_Action item_.
What lines of the data below include the word "clone"? Report them by copying each.

_Data for this task_.
impl Codegen {
    pub fn new() -> Self {
        Self
    }

    pub fn gen_module(&self, module: &Module) -> String {
        let mut out = String::new();
        for (i, element) in module.elements.iter().enumerate() {
            let is_definition = matches!(element, Element::Function(f) if f.body.is_some());
            if i > 0 && is_definition {
                out.push('\n');
            }
            out.push_str(&self.gen_element(element));
            out.push('\n');
        }
        out
    }

    pub fn gen_element(&self, element: &Element) -> String {
        match element {
            Element::Import(i) => format!("/* import \"{}\" */", i.path),
            Element::Include(header) => format!("#include <{}>", header),
            Element::Macro(line) => line.clone(),
            Element::TypeDirective(name) => format!("/* #type {} */", name),
            Element::Link(name) => format!("/* #link {} */", name),
            Element::Typedef(t) => format!("typedef {};", self.gen_typed(&t.ty, &t.form, 0)),
            Element::StructForward(f) => format!("{} {};", f.kind.as_str(), f.name),
            Element::StructDef(s) => self.gen_struct_def(s),
            Element::EnumDef(e) => self.gen_enum_def(e),
            Element::Function(f) => self.gen_function(f),
            Element::Variable(d) => format!("{};", self.gen_declaration(d, 0)),
        }
    }

    fn gen_struct_def(&self, def: &StructDef) -> String {
        format!(
            "{} {} {};",
            def.kind.as_str(),
            def.name,
            self.gen_fields(&def.fields, 0)
        )
    }

    fn gen_enum_def(&self, def: &EnumDef) -> String {
        format!("enum {} {};", def.name, self.gen_enumerators(&def.variants, 0))
    }

    fn gen_function(&self, function: &Function) -> String {
        let head = self.gen_typed(&function.ty, &function.form, 0);
        match &function.body {
            None => format!("{};", head),
            Some(body) => format!("{} {}", head, self.gen_block(body, 0)),
        }
    }

    fn gen_fields(&self, fields: &[Declaration], depth: usize) -> String {
        let mut out = String::from("{\n");
        for field in fields {
            out.push_str(&tabs(depth + 1));
            out.push_str(&self.gen_declaration(field, depth + 1));
            out.push_str(";\n");
        }
        out.push_str(&tabs(depth));
        out.push('}');
        out
    }

    fn gen_enumerators(&self, variants: &[Enumerator], depth: usize) -> String {
        let lines = variants
            .iter()
            .map(|v| match &v.value {
                Some(value) => format!("{}{} = {}", tabs(depth + 1), v.name, self.gen_expr(value)),
                None => format!("{}{}", tabs(depth + 1), v.name),
            })
            .collect::<Vec<_>>();
        format!("{{\n{}\n{}}}", lines.join(",\n"), tabs(depth))
    }

    pub fn gen_type(&self, ty: &Type, depth: usize) -> String {
        ty.parts
            .iter()
            .map(|part| match part {
                TypePart::Keyword(k) => k.as_str().to_string(),
                TypePart::Name(name) => name.clone(),
                TypePart::Record(record) => self.gen_record(record, depth),
            })
            .collect::<Vec<_>>()
            .join(" ")
    }

    fn gen_record(&self, record: &Record, depth: usize) -> String {
        let mut out = record.kind.as_str().to_string();
        if let Some(name) = &record.name {
            out.push(' ');
            out.push_str(name);
        }
        match &record.body {
            Some(RecordBody::Fields(fields)) => {
                out.push(' ');
                out.push_str(&self.gen_fields(fields, depth));
            }
            Some(RecordBody::Enumerators(variants)) => {
                out.push(' ');
                out.push_str(&self.gen_enumerators(variants, depth));
            }
            None => {}
        }
        out
    }

    pub fn gen_form(&self, form: &Form) -> String {
        let mut out = String::new();
        for pointer in &form.pointers {
            out.push('*');
            for qualifier in &pointer.qualifiers {
                out.push_str(qualifier.as_str());
                out.push(' ');
            }
        }
        match &form.core {
            FormCore::Name(name) => out.push_str(name),
            FormCore::Nested(inner) => {
                out.push('(');
                out.push_str(&self.gen_form(inner));
                out.push(')');
            }
            FormCore::Abstract => {}
        }
        for modifier in &form.modifiers {
            match modifier {
                Modifier::Array(None) => out.push_str("[]"),
                Modifier::Array(Some(size)) => {
                    out.push('[');
                    out.push_str(&self.gen_expr(size));
                    out.push(']');
                }
                Modifier::Params(params) => {
                    out.push('(');
                    out.push_str(&self.gen_params(params));
                    out.push(')');
                }
            }
        }
        // `char *const ` leaves a dangling space when nothing follows
        out.trim_end().to_string()
    }

    fn gen_params(&self, params: &Params) -> String {
        let mut parts = params
            .params
            .iter()
            .map(|p| self.gen_typed(&p.ty, &p.form, 0))
            .collect::<Vec<_>>();
        if params.variadic {
            parts.push("...".to_string());
        }
        parts.join(", ")
    }

    /// `type form`, leaving out the space when the form is abstract.
    fn gen_typed(&self, ty: &Type, form: &Form, depth: usize) -> String {
        let ty = self.gen_type(ty, depth);
        let form = self.gen_form(form);
        if form.is_empty() {
            ty
        } else {
            format!("{} {}", ty, form)
        }
    }

    pub fn gen_type_name(&self, type_name: &TypeName) -> String {
        self.gen_typed(&type_name.ty, &type_name.form, 0)
    }

    fn gen_declaration(&self, declaration: &Declaration, depth: usize) -> String {
        let declarators = declaration
            .declarators
            .iter()
            .map(|Declarator { form, init }| match init {
                Some(init) => format!("{} = {}", self.gen_form(form), self.gen_expr(init)),
                None => self.gen_form(form),
            })
            .collect::<Vec<_>>()
            .join(", ");
        let ty = self.gen_type(&declaration.ty, depth);
        if declarators.is_empty() {
            ty
        } else {
            format!("{} {}", ty, declarators)
        }
    }

    /// `{`, the statements one level deeper, then `}` at `depth`. No
    /// trailing newline.
    fn gen_block(&self, stmts: &[Stmt], depth: usize) -> String {
        let mut out = String::from("{\n");
        for stmt in stmts {
            out.push_str(&self.gen_stmt(stmt, depth + 1));
        }
        out.push_str(&tabs(depth));
        out.push('}');
        out
    }

    /// Bodies of control statements always get braces.
    fn gen_braced(&self, stmt: &Stmt, depth: usize) -> String {
        match stmt {
            Stmt::Block(stmts) => self.gen_block(stmts, depth),
            other => self.gen_block(std::slice::from_ref(other), depth),
        }
    }

    /// A condition in `if`/`while`; a bare assignment gets a second pair
    /// of parentheses.
    fn gen_condition(&self, cond: &Expr) -> String {
        match cond {
            Expr::Binary(BinaryOp::Assign, _, _) => format!("(({}))", self.gen_expr(cond)),
            _ => format!("({})", self.gen_expr(cond)),
        }
    }

    /// One statement as complete lines, indented to `depth`.
    pub fn gen_stmt(&self, stmt: &Stmt, depth: usize) -> String {
        let indent = tabs(depth);
        match stmt {
            Stmt::Block(stmts) => format!("{}{}\n", indent, self.gen_block(stmts, depth)),
            Stmt::If {
                cond,
                then,
                otherwise,
            } => {
                let mut out = format!(
                    "{}if {} {}",
                    indent,
                    self.gen_condition(cond),
                    self.gen_braced(then, depth)
                );
                match otherwise.as_deref() {
                    Some(chained @ Stmt::If { .. }) => {
                        out.push_str(" else ");
                        out.push_str(self.gen_stmt(chained, depth).trim_start_matches('\t'));
                    }
                    Some(other) => {
                        out.push_str(" else ");
                        out.push_str(&self.gen_braced(other, depth));
                        out.push('\n');
                    }
                    None => out.push('\n'),
                }
                out
            }
            Stmt::While { cond, body } => format!(
                "{}while {} {}\n",
                indent,
                self.gen_condition(cond),
                self.gen_braced(body, depth)
            ),
            Stmt::DoWhile { body, cond } => format!(
                "{}do {} while {};\n",
                indent,
                self.gen_braced(body, depth),
                self.gen_condition(cond)
            ),
            Stmt::For {
                init,
                cond,
                step,
                body,
            } => {
                let init = match init {
                    Some(ForInit::Declaration(d)) => self.gen_declaration(d, depth),
                    Some(ForInit::Expr(e)) => self.gen_expr(e),
                    None => String::new(),
                };
                let cond = cond
                    .as_ref()
                    .map(|c| format!(" {}", self.gen_expr(c)))
                    .unwrap_or_default();
                let step = step
                    .as_ref()
                    .map(|s| format!(" {}", self.gen_expr(s)))
                    .unwrap_or_default();
                format!(
                    "{}for ({};{};{}) {}\n",
                    indent,
                    init,
                    cond,
                    step,
                    self.gen_braced(body, depth)
                )
            }
            Stmt::Switch { value, cases } => {
                let mut out = format!("{}switch ({}) {{\n", indent, self.gen_expr(value));
                for case in cases {
                    out.push_str(&self.gen_case(case, depth + 1));
                }
                out.push_str(&indent);
                out.push_str("}\n");
                out
            }
            Stmt::Return(None) => format!("{}return;\n", indent),
            Stmt::Return(Some(value)) => format!("{}return {};\n", indent, self.gen_expr(value)),
            Stmt::Defer(e) => format!("{}defer {};\n", indent, self.gen_expr(e)),
            Stmt::Declaration(d) => format!("{}{};\n", indent, self.gen_declaration(d, depth)),
            Stmt::Expr(e) => format!("{}{};\n", indent, self.gen_expr(e)),
            Stmt::Break => format!("{}break;\n", indent),
            Stmt::Continue => format!("{}continue;\n", indent),
            Stmt::Empty => format!("{};\n", indent),
        }
    }

    fn gen_case(&self, case: &Case, depth: usize) -> String {
        let mut out = match &case.label {
            Some(label) => format!("{}case {}:\n", tabs(depth), self.gen_expr(label)),
            None => format!("{}default:\n", tabs(depth)),
        };
        for stmt in &case.body {
            out.push_str(&self.gen_stmt(stmt, depth + 1));
        }
        out
    }

    pub fn gen_expr(&self, expr: &Expr) -> String {
        match expr {
            Expr::Binary(op, lhs, rhs) => {
                let lhs = self.gen_operand(lhs, *op, Side::Left);
                let rhs = self.gen_operand(rhs, *op, Side::Right);
                match op {
                    BinaryOp::Member | BinaryOp::PtrMember => format!("{}{}{}", lhs, op.as_str(), rhs),
                    _ => format!("{} {} {}", lhs, op.as_str(), rhs),
                }
            }
            Expr::Conditional(cond, then, otherwise) => {
                let cond = self.gen_bounded(cond, TERNARY_STRENGTH + 1);
                let otherwise = self.gen_bounded(otherwise, TERNARY_STRENGTH);
                format!("{} ? {} : {}", cond, self.gen_expr(then), otherwise)
            }
            Expr::Prefix(op, operand) => {
                let operand = self.gen_bounded(operand, UNARY_STRENGTH);
                let symbol = op.as_str();
                if merges(*op, &operand) {
                    format!("{} {}", symbol, operand)
                } else {
                    format!("{}{}", symbol, operand)
                }
            }
            Expr::Postfix(op, operand) => {
                format!("{}{}", self.gen_bounded(operand, MEMBER_STRENGTH), op.as_str())
            }
            Expr::Cast(ty, operand) => format!(
                "({}){}",
                self.gen_type_name(ty),
                self.gen_bounded(operand, UNARY_STRENGTH)
            ),
            Expr::SizeofType(ty) => format!("sizeof({})", self.gen_type_name(ty)),
            Expr::SizeofExpr(operand) => format!("sizeof({})", self.gen_expr(operand)),
            Expr::Ident(name) => name.clone(),
            Expr::Literal(Literal::Number(n)) => n.clone(),
            Expr::Literal(Literal::String(s)) => format!("\"{}\"", s),
            Expr::Literal(Literal::Char(c)) => format!("'{}'", c),
            Expr::Call(callee, args) => {
                let args = args.iter().map(|a| self.gen_expr(a)).collect::<Vec<_>>();
                format!("{}({})", self.gen_bounded(callee, MEMBER_STRENGTH), args.join(", "))
            }
            Expr::Index(base, index) => format!(
                "{}[{}]",
                self.gen_bounded(base, MEMBER_STRENGTH),
                self.gen_expr(index)
            ),
            Expr::ArrayLiteral(entries) => {
                let entries = entries
                    .iter()
                    .map(|ArrayEntry { index, value }| match index {
                        Some(index) => format!("[{}] = {}", self.gen_expr(index), self.gen_expr(value)),
                        None => self.gen_expr(value),
                    })
                    .collect::<Vec<_>>();
                braces(entries)
            }
            Expr::StructLiteral(members) => {
                let members = members
                    .iter()
                    .map(|MemberInit { name, value }| format!(".{} = {}", name, self.gen_expr(value)))
                    .collect::<Vec<_>>();
                braces(members)
            }
        }
    }

    /// Parenthesizes `expr` when it binds looser than `min`.
    fn gen_bounded(&self, expr: &Expr, min: u8) -> String {
        if expr.strength() < min {
            format!("({})", self.gen_expr(expr))
        } else {
            self.gen_expr(expr)
        }
    }

    fn gen_operand(&self, operand: &Expr, parent: BinaryOp, side: Side) -> String {
        let strength = operand.strength();
        let wrong_side = if parent.is_right_assoc() {
            side == Side::Left
        } else {
            side == Side::Right
        };
        let clarity = match operand {
            Expr::Binary(child, _, _) => needs_clarity(parent, *child),
            _ => false,
        };
        let wrap = strength < parent.strength()
            || (strength == parent.strength() && wrong_side && strength < ATOM_STRENGTH)
            || clarity;
        if wrap {
            format!("({})", self.gen_expr(operand))
        } else {
            self.gen_expr(operand)
        }
    }
}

_Response_.
            Element::Macro(line) => line.clone(),
                TypePart::Name(name) => name.clone(),
            Expr::Ident(name) => name.clone(),
            Expr::Literal(Literal::Number(n)) => n.clone(),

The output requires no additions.